Collected data:

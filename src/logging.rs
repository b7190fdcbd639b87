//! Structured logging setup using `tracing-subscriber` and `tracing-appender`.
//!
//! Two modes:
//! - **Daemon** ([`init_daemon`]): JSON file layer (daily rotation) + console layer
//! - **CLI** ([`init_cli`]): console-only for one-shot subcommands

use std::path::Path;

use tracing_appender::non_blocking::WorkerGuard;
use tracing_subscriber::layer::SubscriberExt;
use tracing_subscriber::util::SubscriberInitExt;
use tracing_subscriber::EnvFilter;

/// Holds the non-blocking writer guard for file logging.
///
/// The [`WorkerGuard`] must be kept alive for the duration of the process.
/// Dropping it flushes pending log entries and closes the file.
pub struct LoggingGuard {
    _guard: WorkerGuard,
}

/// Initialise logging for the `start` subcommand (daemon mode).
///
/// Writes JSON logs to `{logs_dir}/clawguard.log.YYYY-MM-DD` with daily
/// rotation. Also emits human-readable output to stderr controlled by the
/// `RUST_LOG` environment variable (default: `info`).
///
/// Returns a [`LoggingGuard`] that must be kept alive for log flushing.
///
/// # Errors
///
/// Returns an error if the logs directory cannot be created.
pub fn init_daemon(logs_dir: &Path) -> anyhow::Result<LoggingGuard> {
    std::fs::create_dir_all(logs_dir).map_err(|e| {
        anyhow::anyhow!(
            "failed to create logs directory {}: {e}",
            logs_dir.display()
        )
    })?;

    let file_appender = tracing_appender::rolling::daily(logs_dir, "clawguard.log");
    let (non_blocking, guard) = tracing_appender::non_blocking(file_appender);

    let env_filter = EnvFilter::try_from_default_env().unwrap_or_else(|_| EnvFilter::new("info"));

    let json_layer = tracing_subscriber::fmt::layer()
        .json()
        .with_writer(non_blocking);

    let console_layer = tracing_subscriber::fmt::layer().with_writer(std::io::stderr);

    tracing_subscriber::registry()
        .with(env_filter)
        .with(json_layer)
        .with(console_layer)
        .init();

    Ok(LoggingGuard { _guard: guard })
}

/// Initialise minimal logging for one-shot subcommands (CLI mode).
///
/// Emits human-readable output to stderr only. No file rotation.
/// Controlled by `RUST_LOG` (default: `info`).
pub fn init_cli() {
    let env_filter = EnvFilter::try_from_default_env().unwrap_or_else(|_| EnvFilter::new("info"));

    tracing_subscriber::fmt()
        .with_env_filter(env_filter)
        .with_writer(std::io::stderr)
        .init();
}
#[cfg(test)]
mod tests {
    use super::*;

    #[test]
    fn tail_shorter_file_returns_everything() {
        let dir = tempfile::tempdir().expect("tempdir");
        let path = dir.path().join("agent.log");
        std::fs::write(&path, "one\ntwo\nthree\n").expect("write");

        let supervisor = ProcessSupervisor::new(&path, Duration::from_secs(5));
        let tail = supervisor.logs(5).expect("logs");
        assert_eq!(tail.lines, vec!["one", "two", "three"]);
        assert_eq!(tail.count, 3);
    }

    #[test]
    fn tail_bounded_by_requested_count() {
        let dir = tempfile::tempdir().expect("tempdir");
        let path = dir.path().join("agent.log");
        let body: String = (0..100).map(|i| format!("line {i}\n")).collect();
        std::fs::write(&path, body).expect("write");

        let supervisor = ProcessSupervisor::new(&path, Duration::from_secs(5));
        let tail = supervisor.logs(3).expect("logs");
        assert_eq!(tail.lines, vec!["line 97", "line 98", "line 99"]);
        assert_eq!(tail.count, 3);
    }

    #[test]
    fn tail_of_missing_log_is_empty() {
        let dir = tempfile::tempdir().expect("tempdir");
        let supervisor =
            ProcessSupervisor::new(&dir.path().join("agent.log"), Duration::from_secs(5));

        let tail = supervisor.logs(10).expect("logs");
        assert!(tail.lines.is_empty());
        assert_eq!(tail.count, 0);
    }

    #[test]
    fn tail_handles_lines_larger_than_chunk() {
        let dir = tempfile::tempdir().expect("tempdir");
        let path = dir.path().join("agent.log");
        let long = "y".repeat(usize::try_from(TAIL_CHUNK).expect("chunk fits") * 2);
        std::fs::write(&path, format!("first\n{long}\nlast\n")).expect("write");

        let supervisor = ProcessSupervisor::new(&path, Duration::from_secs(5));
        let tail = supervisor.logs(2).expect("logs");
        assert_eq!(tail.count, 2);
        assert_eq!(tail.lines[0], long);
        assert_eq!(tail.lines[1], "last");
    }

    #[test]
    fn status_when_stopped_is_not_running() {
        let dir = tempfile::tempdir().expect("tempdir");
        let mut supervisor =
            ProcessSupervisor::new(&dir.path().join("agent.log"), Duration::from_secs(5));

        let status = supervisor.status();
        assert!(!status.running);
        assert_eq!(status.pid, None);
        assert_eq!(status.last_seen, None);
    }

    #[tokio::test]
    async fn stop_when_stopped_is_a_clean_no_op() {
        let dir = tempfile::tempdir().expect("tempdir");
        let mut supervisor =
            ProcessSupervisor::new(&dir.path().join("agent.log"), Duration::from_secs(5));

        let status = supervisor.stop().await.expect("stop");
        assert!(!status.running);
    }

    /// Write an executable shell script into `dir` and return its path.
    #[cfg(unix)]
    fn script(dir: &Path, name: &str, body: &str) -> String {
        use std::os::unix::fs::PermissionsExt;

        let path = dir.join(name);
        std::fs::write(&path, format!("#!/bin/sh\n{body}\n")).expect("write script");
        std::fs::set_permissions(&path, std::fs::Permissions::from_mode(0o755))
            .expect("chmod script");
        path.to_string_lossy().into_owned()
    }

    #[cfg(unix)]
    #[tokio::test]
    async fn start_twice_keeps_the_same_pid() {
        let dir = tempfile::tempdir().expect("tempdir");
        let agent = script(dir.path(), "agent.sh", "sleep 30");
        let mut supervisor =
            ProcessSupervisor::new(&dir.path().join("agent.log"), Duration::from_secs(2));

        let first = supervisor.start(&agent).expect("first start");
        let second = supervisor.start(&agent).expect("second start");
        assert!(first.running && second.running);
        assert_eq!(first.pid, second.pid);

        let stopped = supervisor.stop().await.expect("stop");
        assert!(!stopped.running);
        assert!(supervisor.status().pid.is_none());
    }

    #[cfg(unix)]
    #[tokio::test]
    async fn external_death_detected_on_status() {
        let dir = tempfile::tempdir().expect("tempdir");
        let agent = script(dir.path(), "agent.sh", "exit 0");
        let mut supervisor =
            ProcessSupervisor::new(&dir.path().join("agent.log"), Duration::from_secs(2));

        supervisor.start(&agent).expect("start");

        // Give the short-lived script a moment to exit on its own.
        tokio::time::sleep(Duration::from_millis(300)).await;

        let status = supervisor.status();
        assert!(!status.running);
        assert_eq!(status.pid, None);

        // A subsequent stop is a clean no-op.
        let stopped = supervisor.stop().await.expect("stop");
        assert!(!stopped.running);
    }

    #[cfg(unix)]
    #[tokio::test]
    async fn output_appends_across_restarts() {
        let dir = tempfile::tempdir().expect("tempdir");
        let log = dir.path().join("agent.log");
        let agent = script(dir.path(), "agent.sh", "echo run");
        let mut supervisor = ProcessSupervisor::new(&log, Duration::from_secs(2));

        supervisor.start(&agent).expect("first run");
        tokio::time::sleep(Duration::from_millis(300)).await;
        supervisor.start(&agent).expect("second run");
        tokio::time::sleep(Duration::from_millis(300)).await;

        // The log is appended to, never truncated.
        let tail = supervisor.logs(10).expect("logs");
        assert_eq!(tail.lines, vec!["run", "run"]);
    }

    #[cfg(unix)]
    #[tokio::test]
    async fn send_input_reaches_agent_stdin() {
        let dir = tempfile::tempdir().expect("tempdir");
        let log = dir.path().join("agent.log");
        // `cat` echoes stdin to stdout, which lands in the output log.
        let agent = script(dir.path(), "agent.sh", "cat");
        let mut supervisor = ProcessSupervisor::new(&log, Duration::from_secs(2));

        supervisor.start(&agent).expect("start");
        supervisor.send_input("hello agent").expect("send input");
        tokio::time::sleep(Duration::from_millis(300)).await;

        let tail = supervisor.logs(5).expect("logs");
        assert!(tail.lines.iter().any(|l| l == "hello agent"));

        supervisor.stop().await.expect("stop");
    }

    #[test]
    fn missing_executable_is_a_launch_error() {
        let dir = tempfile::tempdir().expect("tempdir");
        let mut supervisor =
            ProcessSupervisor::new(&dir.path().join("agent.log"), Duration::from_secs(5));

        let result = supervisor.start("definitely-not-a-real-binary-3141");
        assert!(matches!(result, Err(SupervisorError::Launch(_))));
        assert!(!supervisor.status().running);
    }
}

* * *

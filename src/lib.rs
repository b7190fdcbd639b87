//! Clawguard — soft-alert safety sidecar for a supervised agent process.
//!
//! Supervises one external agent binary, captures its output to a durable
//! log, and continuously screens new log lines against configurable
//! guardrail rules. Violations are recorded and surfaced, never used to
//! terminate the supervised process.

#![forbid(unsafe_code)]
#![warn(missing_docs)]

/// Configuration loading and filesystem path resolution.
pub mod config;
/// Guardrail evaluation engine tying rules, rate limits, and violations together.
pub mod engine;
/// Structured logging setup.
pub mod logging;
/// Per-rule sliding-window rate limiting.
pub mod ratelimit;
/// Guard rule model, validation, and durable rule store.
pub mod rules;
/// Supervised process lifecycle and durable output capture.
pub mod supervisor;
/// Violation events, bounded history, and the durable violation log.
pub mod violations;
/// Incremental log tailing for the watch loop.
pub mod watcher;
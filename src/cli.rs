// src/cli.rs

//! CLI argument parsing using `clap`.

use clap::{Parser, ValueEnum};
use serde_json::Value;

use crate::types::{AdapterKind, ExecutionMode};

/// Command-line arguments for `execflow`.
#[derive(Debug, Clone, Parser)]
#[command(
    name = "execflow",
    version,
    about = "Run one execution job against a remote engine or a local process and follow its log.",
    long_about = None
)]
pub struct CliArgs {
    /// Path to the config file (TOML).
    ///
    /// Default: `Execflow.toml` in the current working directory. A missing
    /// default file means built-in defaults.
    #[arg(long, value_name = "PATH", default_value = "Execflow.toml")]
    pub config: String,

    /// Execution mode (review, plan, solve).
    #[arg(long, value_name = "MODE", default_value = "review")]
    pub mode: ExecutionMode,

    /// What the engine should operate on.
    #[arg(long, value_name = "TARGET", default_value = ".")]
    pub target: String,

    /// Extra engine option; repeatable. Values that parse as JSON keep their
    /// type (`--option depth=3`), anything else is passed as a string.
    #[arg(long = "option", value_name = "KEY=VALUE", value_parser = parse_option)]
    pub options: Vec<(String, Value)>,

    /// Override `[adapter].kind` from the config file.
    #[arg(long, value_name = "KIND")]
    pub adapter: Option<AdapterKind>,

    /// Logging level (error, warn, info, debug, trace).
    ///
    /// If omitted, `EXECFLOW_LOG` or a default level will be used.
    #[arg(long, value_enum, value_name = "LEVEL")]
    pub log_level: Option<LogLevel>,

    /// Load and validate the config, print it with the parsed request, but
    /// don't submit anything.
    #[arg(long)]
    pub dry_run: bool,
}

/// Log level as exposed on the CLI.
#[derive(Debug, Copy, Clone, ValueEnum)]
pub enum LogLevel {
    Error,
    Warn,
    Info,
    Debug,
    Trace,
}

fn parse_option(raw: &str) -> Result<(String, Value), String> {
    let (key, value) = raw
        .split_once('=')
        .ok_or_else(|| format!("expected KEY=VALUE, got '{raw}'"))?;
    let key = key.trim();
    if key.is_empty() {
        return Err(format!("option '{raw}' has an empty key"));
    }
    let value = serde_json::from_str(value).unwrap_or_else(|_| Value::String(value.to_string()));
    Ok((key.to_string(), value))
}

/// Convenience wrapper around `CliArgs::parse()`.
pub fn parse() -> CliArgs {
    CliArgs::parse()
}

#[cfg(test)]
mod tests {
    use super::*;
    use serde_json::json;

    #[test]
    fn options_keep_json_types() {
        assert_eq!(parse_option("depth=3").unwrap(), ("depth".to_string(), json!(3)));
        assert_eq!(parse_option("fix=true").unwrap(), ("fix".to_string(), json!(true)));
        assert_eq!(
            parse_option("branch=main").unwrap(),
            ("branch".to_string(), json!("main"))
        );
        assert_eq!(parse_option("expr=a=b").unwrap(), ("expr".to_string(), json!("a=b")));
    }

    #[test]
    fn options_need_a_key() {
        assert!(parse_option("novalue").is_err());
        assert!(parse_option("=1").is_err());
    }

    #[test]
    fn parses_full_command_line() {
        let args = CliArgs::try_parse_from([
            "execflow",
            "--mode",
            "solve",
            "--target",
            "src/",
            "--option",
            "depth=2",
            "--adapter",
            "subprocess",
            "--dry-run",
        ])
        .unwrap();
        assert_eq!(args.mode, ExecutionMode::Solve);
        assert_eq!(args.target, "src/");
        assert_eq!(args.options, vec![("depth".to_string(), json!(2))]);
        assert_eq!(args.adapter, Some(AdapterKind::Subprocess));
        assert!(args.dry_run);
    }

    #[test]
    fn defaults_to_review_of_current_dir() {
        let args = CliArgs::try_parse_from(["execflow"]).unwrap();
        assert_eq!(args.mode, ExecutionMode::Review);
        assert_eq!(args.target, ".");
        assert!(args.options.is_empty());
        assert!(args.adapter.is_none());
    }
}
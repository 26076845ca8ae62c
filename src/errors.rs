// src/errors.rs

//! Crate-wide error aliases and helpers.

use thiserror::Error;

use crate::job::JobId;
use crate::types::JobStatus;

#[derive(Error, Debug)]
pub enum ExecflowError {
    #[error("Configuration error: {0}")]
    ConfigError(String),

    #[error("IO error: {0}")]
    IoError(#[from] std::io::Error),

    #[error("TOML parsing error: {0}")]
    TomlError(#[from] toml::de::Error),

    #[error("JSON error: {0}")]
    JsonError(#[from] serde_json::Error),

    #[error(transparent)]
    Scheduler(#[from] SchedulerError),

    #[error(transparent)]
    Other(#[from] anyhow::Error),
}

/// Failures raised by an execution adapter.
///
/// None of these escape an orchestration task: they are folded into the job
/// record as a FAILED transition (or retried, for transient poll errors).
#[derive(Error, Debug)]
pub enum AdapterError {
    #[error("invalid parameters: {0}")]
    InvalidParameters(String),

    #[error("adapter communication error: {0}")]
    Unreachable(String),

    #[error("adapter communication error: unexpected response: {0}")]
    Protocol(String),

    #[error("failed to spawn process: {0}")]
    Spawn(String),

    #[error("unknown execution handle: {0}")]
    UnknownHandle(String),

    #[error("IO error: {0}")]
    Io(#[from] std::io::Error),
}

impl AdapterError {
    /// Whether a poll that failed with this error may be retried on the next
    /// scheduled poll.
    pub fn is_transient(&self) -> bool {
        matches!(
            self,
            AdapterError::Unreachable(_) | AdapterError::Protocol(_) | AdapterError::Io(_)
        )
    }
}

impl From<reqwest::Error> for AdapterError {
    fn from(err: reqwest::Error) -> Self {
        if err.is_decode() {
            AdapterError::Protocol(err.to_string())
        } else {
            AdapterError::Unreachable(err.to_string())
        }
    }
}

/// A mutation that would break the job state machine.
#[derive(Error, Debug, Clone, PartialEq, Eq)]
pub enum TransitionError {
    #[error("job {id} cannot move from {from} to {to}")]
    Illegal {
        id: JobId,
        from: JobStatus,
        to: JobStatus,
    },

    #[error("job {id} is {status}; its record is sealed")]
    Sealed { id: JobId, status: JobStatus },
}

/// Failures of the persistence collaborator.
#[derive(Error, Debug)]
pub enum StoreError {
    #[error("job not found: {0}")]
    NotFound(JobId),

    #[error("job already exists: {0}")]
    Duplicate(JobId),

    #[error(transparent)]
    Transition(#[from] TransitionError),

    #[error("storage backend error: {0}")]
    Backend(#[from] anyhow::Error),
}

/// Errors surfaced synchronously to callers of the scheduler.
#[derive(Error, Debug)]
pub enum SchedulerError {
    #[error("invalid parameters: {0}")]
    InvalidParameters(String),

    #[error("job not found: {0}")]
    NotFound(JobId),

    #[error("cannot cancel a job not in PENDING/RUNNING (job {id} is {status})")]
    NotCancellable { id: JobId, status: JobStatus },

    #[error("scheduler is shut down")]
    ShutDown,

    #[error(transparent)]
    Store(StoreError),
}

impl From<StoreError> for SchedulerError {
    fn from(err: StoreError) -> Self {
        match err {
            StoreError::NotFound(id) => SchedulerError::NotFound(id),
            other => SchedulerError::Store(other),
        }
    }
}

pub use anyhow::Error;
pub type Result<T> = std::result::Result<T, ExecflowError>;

[WHAT TO DO] Lines with the word "second" in them are the answer; report each one from the data.

[REPLY]
        let second = supervisor.start(&agent).expect("second start");
        assert!(first.running && second.running);
        assert_eq!(first.pid, second.pid);
        supervisor.start(&agent).expect("second run");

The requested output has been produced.